Problem
You have a Tag model with separate columns: prefix, loop (a number), and optional suffix. You want a derived attribute full_tag (e.g., “PRE-0042.SFX”) for display and forms, without persisting it. Your attempt used attr_reader, an after_find callback, and a private setter that built a local variable, which resulted in nil in the console and views.

Why Your Current Approach Fails

1) attr_reader only exposes an instance variable (@full_tag). You never set @full_tag; inside set_full_tag you assign to a local variable full_tag, which is discarded.
2) You don’t need after_find at all for a computed value—just compute on demand.
3) Using loop as a column name is legal, but Kernel also defines loop. Always reference the attribute as self.loop (and self.loop= in writers) to avoid ambiguity.
4) suffix can be nil. Calling suffix.empty? will raise on nil. Use present?/blank? or to_s.

Solution A (Recommended): Compute full_tag on demand (no callbacks)

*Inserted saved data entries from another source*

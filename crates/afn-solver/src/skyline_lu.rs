//! Skyline storage for non-symmetric matrices with a symmetric profile.
//!
//! The upper triangle is packed by columns and the lower triangle by rows,
//! both with the same heights, so `(i, j)` and `(j, i)` share a packed
//! position. Factorization is Doolittle LU without pivoting.

use crate::error::{SkylineError, SkylineResult};
use crate::skyline::column_offsets;

#[derive(Debug, Clone, PartialEq)]
pub struct SkylineLu {
    heights: Vec<usize>,
    offsets: Vec<usize>,
    diag: Vec<f64>,
    upper: Vec<f64>,
    lower: Vec<f64>,
}

impl SkylineLu {
    pub fn new(heights: &[usize]) -> SkylineResult<Self> {
        let offsets = column_offsets(heights)?;
        let packed = offsets[heights.len()];
        Ok(Self {
            heights: heights.to_vec(),
            offsets,
            diag: vec![0.0; heights.len()],
            upper: vec![0.0; packed],
            lower: vec![0.0; packed],
        })
    }

    pub fn dim(&self) -> usize {
        self.diag.len()
    }

    pub fn heights(&self) -> &[usize] {
        &self.heights
    }

    fn packed(&self, i: usize, j: usize) -> Option<usize> {
        let (lo, hi) = if i < j { (i, j) } else { (j, i) };
        if lo == hi || hi >= self.dim() {
            return None;
        }
        let top = hi - self.heights[hi];
        (lo >= top).then(|| self.offsets[hi] + (lo - top))
    }

    /// Entry `(i, j)`, zero outside the profile.
    pub fn get(&self, i: usize, j: usize) -> f64 {
        if i == j {
            return self.diag[i];
        }
        match self.packed(i, j) {
            Some(k) if i < j => self.upper[k],
            Some(k) => self.lower[k],
            None => 0.0,
        }
    }

    /// Add `value` to entry `(i, j)`.
    pub fn add(&mut self, i: usize, j: usize, value: f64) -> SkylineResult<()> {
        if i == j && i < self.dim() {
            self.diag[i] += value;
            return Ok(());
        }
        match self.packed(i, j) {
            Some(k) if i < j => self.upper[k] += value,
            Some(k) => self.lower[k] += value,
            None => return Err(SkylineError::OutsideProfile { row: i, col: j }),
        }
        Ok(())
    }

    pub fn fill(&mut self, value: f64) {
        self.diag.fill(value);
        self.upper.fill(value);
        self.lower.fill(value);
    }

    /// Multiply every entry by `k`.
    pub fn scale(&mut self, k: f64) {
        for v in self
            .diag
            .iter_mut()
            .chain(self.upper.iter_mut())
            .chain(self.lower.iter_mut())
        {
            *v *= k;
        }
    }

    /// `A·x` for an unfactored matrix.
    pub fn mul_vec(&self, x: &[f64]) -> SkylineResult<Vec<f64>> {
        self.check_len(x.len())?;
        let mut y: Vec<f64> = self.diag.iter().zip(x).map(|(d, v)| d * v).collect();
        for j in 0..self.dim() {
            let top = j - self.heights[j];
            for i in top..j {
                let k = self.offsets[j] + (i - top);
                y[i] += self.upper[k] * x[j];
                y[j] += self.lower[k] * x[i];
            }
        }
        Ok(y)
    }

    /// Overwrite with unit-lower `L` and upper `U` (diagonal in `diag`).
    pub fn factorize(&mut self) -> SkylineResult<()> {
        for j in 0..self.dim() {
            let top_j = j - self.heights[j];
            let base = self.offsets[j];

            for i in top_j..j {
                let top_i = i - self.heights[i];
                let row_i = self.offsets[i];
                let mut s = 0.0;
                for k in top_j.max(top_i)..i {
                    s += self.lower[row_i + (k - top_i)] * self.upper[base + (k - top_j)];
                }
                self.upper[base + (i - top_j)] -= s;
            }

            for i in top_j..j {
                let top_i = i - self.heights[i];
                let col_i = self.offsets[i];
                let mut s = 0.0;
                for k in top_j.max(top_i)..i {
                    s += self.lower[base + (k - top_j)] * self.upper[col_i + (k - top_i)];
                }
                let pos = base + (i - top_j);
                self.lower[pos] = (self.lower[pos] - s) / self.diag[i];
            }

            let s: f64 = (top_j..j)
                .map(|k| self.lower[base + (k - top_j)] * self.upper[base + (k - top_j)])
                .sum();
            let d = self.diag[j] - s;
            if d == 0.0 || !d.is_finite() {
                return Err(SkylineError::SingularPivot { index: j, value: d });
            }
            self.diag[j] = d;
        }
        Ok(())
    }

    pub fn solve_factored(&self, rhs: &mut [f64]) -> SkylineResult<()> {
        self.check_len(rhs.len())?;
        let n = self.dim();
        for j in 0..n {
            let top = j - self.heights[j];
            let row = self.offsets[j];
            let s: f64 = (top..j).map(|k| self.lower[row + (k - top)] * rhs[k]).sum();
            rhs[j] -= s;
        }
        for j in (0..n).rev() {
            rhs[j] /= self.diag[j];
            let top = j - self.heights[j];
            let col = self.offsets[j];
            let xj = rhs[j];
            for i in top..j {
                rhs[i] -= self.upper[col + (i - top)] * xj;
            }
        }
        Ok(())
    }

    pub fn factorize_and_solve(&mut self, rhs: &mut [f64]) -> SkylineResult<()> {
        self.check_len(rhs.len())?;
        self.factorize()?;
        self.solve_factored(rhs)
    }

    fn check_len(&self, found: usize) -> SkylineResult<()> {
        if found == self.dim() {
            Ok(())
        } else {
            Err(SkylineError::DimensionMismatch {
                expected: self.dim(),
                found,
            })
        }
    }
}

#[cfg(test)]
mod tests {
    use super::*;

    #[test]
    fn upper_and_lower_are_distinct() {
        let mut m = SkylineLu::new(&[0, 1]).unwrap();
        m.add(0, 1, 2.0).unwrap();
        m.add(1, 0, -3.0).unwrap();
        m.add(1, 1, 5.0).unwrap();
        assert_eq!(m.get(0, 1), 2.0);
        assert_eq!(m.get(1, 0), -3.0);
        assert_eq!(m.get(1, 1), 5.0);
        assert_eq!(m.mul_vec(&[1.0, 1.0]).unwrap(), vec![2.0, 2.0]);
    }

    #[test]
    fn outside_profile_is_an_error() {
        let mut m = SkylineLu::new(&[0, 0, 1]).unwrap();
        assert_eq!(
            m.add(0, 2, 1.0),
            Err(SkylineError::OutsideProfile { row: 0, col: 2 })
        );
    }

    #[test]
    fn lower_triangular_solve() {
        // [1 0; -1 2] x = [1 1] -> x = [1, 1]
        let mut m = SkylineLu::new(&[0, 1]).unwrap();
        m.add(0, 0, 1.0).unwrap();
        m.add(1, 0, -1.0).unwrap();
        m.add(1, 1, 2.0).unwrap();
        let mut rhs = vec![1.0, 1.0];
        m.factorize_and_solve(&mut rhs).unwrap();
        assert!((rhs[0] - 1.0).abs() < 1e-15);
        assert!((rhs[1] - 1.0).abs() < 1e-15);
    }
}
//! Power-law crack element.

use crate::common::{CrackTerm, ReferenceConditions, validate_coefficient};
use crate::traits::{FlowElement, Flows};
use afn_props::{AirProperties, ThermoState};

/// Leakage path following `F = C·√ρ·Δp^n`, with a laminar branch near zero drop.
#[derive(Clone, Debug)]
pub struct PowerLaw {
    name: String,
    crack: CrackTerm,
    reference: ReferenceConditions,
}

impl PowerLaw {
    /// Create a crack measured at the standard reference state.
    pub fn new(
        name: impl Into<String>,
        coefficient: f64,
        exponent: f64,
        props: &dyn AirProperties,
    ) -> Self {
        Self::with_reference(name, coefficient, exponent, ReferenceConditions::default(), props)
    }

    /// Create a crack measured at `reference`.
    ///
    /// The coefficient and exponent are validated, not rejected: zero
    /// coefficients become 1.0 and out-of-range exponents become 0.65.
    pub fn with_reference(
        name: impl Into<String>,
        coefficient: f64,
        exponent: f64,
        reference: ReferenceConditions,
        props: &dyn AirProperties,
    ) -> Self {
        let reference = reference.validated();
        Self {
            name: name.into(),
            crack: CrackTerm::new(coefficient, exponent, reference, props),
            reference,
        }
    }

    /// Override the coefficient used by the laminar branch.
    pub fn with_laminar_coefficient(mut self, laminar_coefficient: f64) -> Self {
        self.crack.laminar_coefficient = validate_coefficient(laminar_coefficient);
        self
    }

    pub fn coefficient(&self) -> f64 {
        self.crack.coefficient
    }

    pub fn laminar_coefficient(&self) -> f64 {
        self.crack.laminar_coefficient
    }

    pub fn exponent(&self) -> f64 {
        self.crack.exponent
    }

    pub fn reference(&self) -> ReferenceConditions {
        self.reference
    }

    pub fn reference_density(&self) -> f64 {
        self.crack.reference_density
    }

    pub fn reference_viscosity(&self) -> f64 {
        self.crack.reference_viscosity
    }
}

impl FlowElement for PowerLaw {
    fn name(&self) -> &str {
        &self.name
    }

    fn calculate(
        &self,
        laminar: bool,
        pdrop: f64,
        multiplier: f64,
        _control: f64,
        n: &ThermoState,
        m: &ThermoState,
    ) -> Flows {
        self.crack.flow(laminar, pdrop, multiplier, n, m)
    }

    fn linearize(&self, multiplier: f64, n: &ThermoState, m: &ThermoState) -> f64 {
        self.crack.linear_coefficient(multiplier, n, m)
    }
}

#[cfg(test)]
mod tests {
    use super::*;
    use afn_props::FixedAir;

    fn crack() -> (PowerLaw, ThermoState) {
        let air = FixedAir::default();
        (
            PowerLaw::new("crack", 0.001, 0.001, &air),
            ThermoState::reference(&air),
        )
    }

    #[test]
    fn construction_validates() {
        let (element, _) = crack();
        assert_eq!(element.coefficient(), 0.001);
        assert_eq!(element.exponent(), 0.65);
        assert_eq!(element.reference_density(), 1.2041);
        assert_eq!(element.reference_viscosity(), 1.81625e-5);
        assert_eq!(element.name(), "crack");
    }

    #[test]
    fn linearize_matches_closed_form() {
        let (element, state) = crack();
        let expected = 0.001 * 1.2041_f64.sqrt() / 1.81625e-5;
        let c = element.linearize(1.0, &state, &state);
        assert!((c - expected).abs() < 1e-12 * expected);
    }

    #[test]
    fn laminar_flow_is_linear_and_antisymmetric() {
        let (element, state) = crack();
        let cdm = 0.001 * 1.2041_f64.sqrt() / 1.81625e-5;

        let fwd = element.calculate(true, 10.0, 1.0, 1.0, &state, &state);
        assert_eq!(fwd.count(), 1);
        assert!((fwd.f()[0] - 10.0 * cdm).abs() < 1e-10 * cdm);
        assert!((fwd.df()[0] - cdm).abs() < 1e-12 * cdm);

        let rev = element.calculate(true, -10.0, 1.0, 1.0, &state, &state);
        assert!((rev.f()[0] + 10.0 * cdm).abs() < 1e-10 * cdm);
        assert!((rev.df()[0] - cdm).abs() < 1e-12 * cdm);
    }

    #[test]
    fn turbulent_flow_matches_power_law() {
        let (element, state) = crack();
        let f = 0.001 * 10.0_f64.powf(0.65);
        let df = 0.000065 * 10.0_f64.powf(0.65);

        let fwd = element.calculate(false, 10.0, 1.0, 1.0, &state, &state);
        assert!((fwd.f()[0] - f).abs() < 1e-15);
        assert!((fwd.df()[0] - df).abs() < 1e-15);

        let rev = element.calculate(false, -10.0, 1.0, 1.0, &state, &state);
        assert!((rev.f()[0] + f).abs() < 1e-15);
        assert!((rev.df()[0] - df).abs() < 1e-15);
    }

    #[test]
    fn multiplier_scales_flow() {
        let (element, state) = crack();
        let one = element.calculate(false, 10.0, 1.0, 1.0, &state, &state);
        let three = element.calculate(false, 10.0, 3.0, 1.0, &state, &state);
        assert!((three.f()[0] - 3.0 * one.f()[0]).abs() < 1e-15);
    }

    #[test]
    fn laminar_coefficient_override() {
        let air = FixedAir::default();
        let state = ThermoState::reference(&air);
        let element = PowerLaw::new("crack", 0.001, 0.65, &air).with_laminar_coefficient(0.002);
        let base = PowerLaw::new("crack", 0.001, 0.65, &air);
        let c = element.linearize(1.0, &state, &state);
        let c0 = base.linearize(1.0, &state, &state);
        assert!((c - 2.0 * c0).abs() < 1e-12 * c);
        assert_eq!(element.coefficient(), 0.001);
    }
}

Define a plain Ruby method. It is nil‑safe and renders correctly in views and the console.

# app/models/tag.rb
class Tag < ApplicationRecord
  belongs_to :project
  belongs_to :discipline, foreign_key: :discipline, primary_key: :code

  # Virtual, read-only attribute
  def full_tag
   parts = []
   # prefix
   parts << prefix if prefix.present?
   # loop, left-padded to 4 (e.g., 42 => "0042")
   parts << self.loop.to_i.to_s.rjust(4, '0') if self.loop.present?
   base = parts.join('-')
   return base if suffix.blank?
   "#{base}.#{suffix}"
 end
end

Usage in views and console:

<%= @tag.full_tag %> 

# Rails console
Tag.first.full_tag

Solution B (Optional): Add a writer so forms can assign full_tag

If you want to accept a single input and split it into prefix, loop, and suffix, add a writer. Then permit :full_tag in strong parameters.

# app/models/tag.rb
class Tag < ApplicationRecord
  belongs_to :project
  belongs_to :discipline, foreign_key: :discipline, primary_key: :code

  def full_tag
   parts = []
   parts << prefix if prefix.present?
   parts << self.loop.to_i.to_s.rjust(4, '0') if self.loop.present?
   base = parts.join('-')
   suffix.present? ? "#{base}.#{suffix}" : base
  end

  # Virtual attribute writer, parses "PRE-0042.SFX" or "PRE-0042"
  def full_tag=(value)
   return if value.blank?
   head, suf = value.split('.', 2)
   pre, num = head.to_s.split('-', 2)

   self.prefix = pre
   # strip non-digits, store as integer (or string if your column is string)
   digits = num.to_s.gsub(/\D/, '')
   self.loop = digits.presence

   self.suffix = suf.presence
  end
end

Strong Parameters & Forms Controller

# app/controllers/tags_controller.rb
  def tag_params
   params.require(:tag).permit(:prefix, :loop, :suffix, :full_tag)
  end

Simple Form (single full_tag field):

<%= simple_form_for @tag do |f| %>
   <%= f.input :full_tag, label: "Tag" %>
   <%= f.button :submit %>
  <% end %>

Or show the computed value while still editing the parts:

<%= simple_form_for @tag do |f| %>
Full tag: <%= @tag.full_tag %>

 

<%= f.input :prefix %> <%= f.input :loop, label: “Loop number” %> <%= f.input :suffix %>

<%= f.button :submit %> <% end %>

Common Pitfalls (and Fixes)

• Local vs. instance variable: use @full_tag if you truly want to cache, but caching is unnecessary—prefer computing on demand.
• Avoid after_find: it’s extra work and can miss cases (e.g., new records, unsaved changes).
• Nil checks: use present?/blank? or to_s to guard against nil suffix/prefix.
• Column named loop: prefer self.loop and self.loop= in Ruby code; consider renaming to loop_number for clarity.
• Sorting & searching: keep sorting on the atomic columns (prefix, loop, suffix). If you need to search by the combined form, build an expression in SQL (e.g., using CONCAT/LTRIM/LPAD in your DB) or search on parts.